* _Required work_
Find every line in the records below that holds the word "DashboardSummary" and copy it.

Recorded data
Content starts
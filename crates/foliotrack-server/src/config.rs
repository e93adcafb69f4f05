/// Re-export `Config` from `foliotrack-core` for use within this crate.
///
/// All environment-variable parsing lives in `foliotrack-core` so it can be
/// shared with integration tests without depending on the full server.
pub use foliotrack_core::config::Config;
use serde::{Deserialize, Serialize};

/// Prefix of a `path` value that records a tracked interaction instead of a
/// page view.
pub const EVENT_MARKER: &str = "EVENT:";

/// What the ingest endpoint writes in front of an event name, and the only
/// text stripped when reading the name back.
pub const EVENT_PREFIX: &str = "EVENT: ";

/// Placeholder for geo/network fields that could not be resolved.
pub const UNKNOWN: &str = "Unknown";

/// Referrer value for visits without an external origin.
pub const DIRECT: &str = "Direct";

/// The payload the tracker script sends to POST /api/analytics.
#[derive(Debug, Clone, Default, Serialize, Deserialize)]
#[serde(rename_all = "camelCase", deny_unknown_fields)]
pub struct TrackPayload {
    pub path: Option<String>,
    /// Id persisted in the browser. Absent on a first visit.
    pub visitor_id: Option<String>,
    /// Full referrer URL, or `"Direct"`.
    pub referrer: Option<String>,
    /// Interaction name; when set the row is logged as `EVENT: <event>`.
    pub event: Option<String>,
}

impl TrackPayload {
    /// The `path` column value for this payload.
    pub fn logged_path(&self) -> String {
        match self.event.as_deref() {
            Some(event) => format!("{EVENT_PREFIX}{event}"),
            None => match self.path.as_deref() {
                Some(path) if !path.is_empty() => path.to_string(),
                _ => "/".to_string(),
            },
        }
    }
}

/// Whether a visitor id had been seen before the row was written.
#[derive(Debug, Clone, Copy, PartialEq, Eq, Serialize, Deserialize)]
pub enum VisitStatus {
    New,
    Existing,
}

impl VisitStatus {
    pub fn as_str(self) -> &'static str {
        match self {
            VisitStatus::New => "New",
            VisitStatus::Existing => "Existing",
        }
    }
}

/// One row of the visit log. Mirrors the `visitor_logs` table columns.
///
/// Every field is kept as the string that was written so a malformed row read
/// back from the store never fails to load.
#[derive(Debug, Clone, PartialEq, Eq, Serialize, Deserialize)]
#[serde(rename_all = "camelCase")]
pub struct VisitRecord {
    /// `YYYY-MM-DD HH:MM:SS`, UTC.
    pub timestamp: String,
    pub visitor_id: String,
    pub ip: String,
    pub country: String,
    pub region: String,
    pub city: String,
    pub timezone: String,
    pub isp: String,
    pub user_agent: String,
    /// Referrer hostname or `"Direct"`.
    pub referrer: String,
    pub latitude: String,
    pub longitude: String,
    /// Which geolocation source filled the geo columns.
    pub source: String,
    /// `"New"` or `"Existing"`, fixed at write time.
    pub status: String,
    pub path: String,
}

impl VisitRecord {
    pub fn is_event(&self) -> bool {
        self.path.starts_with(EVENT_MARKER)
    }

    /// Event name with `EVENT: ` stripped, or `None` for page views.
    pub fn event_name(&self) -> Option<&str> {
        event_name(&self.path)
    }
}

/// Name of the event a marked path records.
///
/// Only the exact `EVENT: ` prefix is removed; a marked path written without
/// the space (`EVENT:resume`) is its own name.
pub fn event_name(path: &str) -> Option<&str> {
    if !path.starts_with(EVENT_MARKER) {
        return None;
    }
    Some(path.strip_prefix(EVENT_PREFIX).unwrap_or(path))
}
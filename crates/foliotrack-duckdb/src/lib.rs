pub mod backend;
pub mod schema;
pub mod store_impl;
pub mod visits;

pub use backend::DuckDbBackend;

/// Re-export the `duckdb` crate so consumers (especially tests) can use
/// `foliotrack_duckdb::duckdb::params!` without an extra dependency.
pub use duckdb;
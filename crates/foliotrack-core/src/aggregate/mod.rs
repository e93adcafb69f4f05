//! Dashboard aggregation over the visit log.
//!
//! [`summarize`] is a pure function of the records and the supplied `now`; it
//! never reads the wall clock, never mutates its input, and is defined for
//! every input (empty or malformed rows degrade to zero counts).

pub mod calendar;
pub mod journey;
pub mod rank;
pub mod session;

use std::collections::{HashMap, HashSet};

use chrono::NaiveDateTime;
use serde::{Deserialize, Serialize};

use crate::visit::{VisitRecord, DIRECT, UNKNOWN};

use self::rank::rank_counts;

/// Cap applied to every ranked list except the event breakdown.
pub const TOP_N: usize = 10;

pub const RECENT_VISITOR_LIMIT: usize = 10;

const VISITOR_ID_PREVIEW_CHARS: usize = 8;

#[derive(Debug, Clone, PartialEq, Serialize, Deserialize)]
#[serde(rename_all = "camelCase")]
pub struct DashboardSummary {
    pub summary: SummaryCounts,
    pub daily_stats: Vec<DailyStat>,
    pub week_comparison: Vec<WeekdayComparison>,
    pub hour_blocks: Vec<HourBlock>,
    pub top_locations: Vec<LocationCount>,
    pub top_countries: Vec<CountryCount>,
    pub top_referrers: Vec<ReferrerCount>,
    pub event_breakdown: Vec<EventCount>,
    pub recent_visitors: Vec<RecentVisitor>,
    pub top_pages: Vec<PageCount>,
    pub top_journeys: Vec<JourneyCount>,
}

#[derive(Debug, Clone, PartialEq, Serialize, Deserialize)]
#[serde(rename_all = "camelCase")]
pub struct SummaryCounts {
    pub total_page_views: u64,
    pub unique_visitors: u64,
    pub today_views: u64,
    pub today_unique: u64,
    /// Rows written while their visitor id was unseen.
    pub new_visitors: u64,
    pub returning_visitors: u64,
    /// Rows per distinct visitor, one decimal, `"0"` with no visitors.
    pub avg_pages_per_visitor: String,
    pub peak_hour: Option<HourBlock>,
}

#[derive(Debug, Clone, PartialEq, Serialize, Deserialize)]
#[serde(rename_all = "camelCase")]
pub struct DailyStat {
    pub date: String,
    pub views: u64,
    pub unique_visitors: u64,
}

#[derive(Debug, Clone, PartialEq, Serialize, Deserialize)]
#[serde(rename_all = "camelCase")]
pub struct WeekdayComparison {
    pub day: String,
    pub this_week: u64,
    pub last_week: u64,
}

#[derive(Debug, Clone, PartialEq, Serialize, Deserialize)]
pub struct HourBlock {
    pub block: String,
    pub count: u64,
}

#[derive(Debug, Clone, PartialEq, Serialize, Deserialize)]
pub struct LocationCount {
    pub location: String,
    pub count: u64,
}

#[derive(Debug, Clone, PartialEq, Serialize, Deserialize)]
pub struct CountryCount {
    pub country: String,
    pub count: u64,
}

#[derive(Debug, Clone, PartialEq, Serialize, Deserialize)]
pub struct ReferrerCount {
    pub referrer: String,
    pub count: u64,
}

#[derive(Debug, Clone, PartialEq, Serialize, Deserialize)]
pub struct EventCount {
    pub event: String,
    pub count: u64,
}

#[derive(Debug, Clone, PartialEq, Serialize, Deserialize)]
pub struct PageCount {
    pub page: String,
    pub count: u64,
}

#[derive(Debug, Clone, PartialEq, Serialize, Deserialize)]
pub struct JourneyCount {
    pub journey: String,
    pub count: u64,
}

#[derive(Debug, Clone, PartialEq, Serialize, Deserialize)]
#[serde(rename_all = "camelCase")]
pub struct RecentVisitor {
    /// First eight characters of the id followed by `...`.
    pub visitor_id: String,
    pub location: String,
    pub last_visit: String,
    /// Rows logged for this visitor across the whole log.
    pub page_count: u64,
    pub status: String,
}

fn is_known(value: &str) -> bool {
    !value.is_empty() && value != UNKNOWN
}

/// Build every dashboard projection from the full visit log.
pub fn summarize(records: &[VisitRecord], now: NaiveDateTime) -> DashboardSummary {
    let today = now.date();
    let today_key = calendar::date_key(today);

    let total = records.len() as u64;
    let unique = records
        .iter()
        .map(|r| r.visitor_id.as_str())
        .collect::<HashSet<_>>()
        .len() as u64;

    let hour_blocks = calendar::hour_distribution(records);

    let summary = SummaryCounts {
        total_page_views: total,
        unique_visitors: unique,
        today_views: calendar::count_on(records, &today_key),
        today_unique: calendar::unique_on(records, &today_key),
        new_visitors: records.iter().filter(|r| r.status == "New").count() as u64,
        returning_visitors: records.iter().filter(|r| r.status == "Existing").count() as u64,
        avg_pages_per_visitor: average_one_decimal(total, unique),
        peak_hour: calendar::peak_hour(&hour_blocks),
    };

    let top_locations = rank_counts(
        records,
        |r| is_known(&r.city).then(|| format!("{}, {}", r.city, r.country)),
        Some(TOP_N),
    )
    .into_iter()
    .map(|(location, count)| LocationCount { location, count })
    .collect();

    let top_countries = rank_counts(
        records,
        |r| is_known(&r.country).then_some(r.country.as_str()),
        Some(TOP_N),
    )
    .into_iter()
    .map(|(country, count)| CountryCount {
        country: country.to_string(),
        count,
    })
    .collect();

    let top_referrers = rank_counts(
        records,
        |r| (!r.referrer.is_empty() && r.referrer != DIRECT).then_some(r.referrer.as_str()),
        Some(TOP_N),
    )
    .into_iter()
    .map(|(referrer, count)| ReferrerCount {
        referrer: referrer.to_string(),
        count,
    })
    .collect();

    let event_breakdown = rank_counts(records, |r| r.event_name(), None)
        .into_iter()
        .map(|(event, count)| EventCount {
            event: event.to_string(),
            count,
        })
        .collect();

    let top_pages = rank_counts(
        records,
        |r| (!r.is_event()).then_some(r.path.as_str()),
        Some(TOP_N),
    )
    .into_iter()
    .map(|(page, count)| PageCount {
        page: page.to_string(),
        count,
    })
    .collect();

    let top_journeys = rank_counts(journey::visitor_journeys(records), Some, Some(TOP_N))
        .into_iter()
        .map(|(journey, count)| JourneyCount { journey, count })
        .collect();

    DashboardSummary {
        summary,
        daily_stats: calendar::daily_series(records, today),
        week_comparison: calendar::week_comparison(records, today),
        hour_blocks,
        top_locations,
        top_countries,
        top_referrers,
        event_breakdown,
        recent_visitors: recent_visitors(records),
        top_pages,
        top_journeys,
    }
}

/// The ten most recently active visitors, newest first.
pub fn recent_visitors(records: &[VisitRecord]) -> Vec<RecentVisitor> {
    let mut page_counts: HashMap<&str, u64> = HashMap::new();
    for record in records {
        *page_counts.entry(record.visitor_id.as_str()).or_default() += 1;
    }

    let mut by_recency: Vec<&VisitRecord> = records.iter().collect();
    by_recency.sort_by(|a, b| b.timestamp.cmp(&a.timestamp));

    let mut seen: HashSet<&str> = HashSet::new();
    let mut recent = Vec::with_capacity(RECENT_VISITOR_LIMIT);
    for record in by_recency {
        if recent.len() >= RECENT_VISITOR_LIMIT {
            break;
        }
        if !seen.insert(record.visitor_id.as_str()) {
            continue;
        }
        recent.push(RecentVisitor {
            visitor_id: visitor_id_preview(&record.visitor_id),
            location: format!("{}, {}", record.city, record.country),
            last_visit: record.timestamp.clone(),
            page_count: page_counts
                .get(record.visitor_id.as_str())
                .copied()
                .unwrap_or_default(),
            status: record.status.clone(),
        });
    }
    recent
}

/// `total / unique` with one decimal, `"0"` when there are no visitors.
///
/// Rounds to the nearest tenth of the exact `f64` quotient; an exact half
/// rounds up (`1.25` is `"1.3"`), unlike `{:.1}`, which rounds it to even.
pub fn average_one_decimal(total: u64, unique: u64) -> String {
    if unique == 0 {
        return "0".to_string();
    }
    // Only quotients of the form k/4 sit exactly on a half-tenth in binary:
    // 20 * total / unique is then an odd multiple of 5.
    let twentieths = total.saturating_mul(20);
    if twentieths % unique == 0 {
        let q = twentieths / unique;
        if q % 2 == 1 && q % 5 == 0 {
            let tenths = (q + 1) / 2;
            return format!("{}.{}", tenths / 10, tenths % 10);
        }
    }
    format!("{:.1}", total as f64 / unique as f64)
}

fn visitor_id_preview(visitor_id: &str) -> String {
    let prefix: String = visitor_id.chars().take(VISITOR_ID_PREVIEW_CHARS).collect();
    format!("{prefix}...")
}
Content ends
* _Response to this exercise_
pub struct DashboardSummary {
pub fn summarize(records: &[VisitRecord], now: NaiveDateTime) -> DashboardSummary {
    DashboardSummary {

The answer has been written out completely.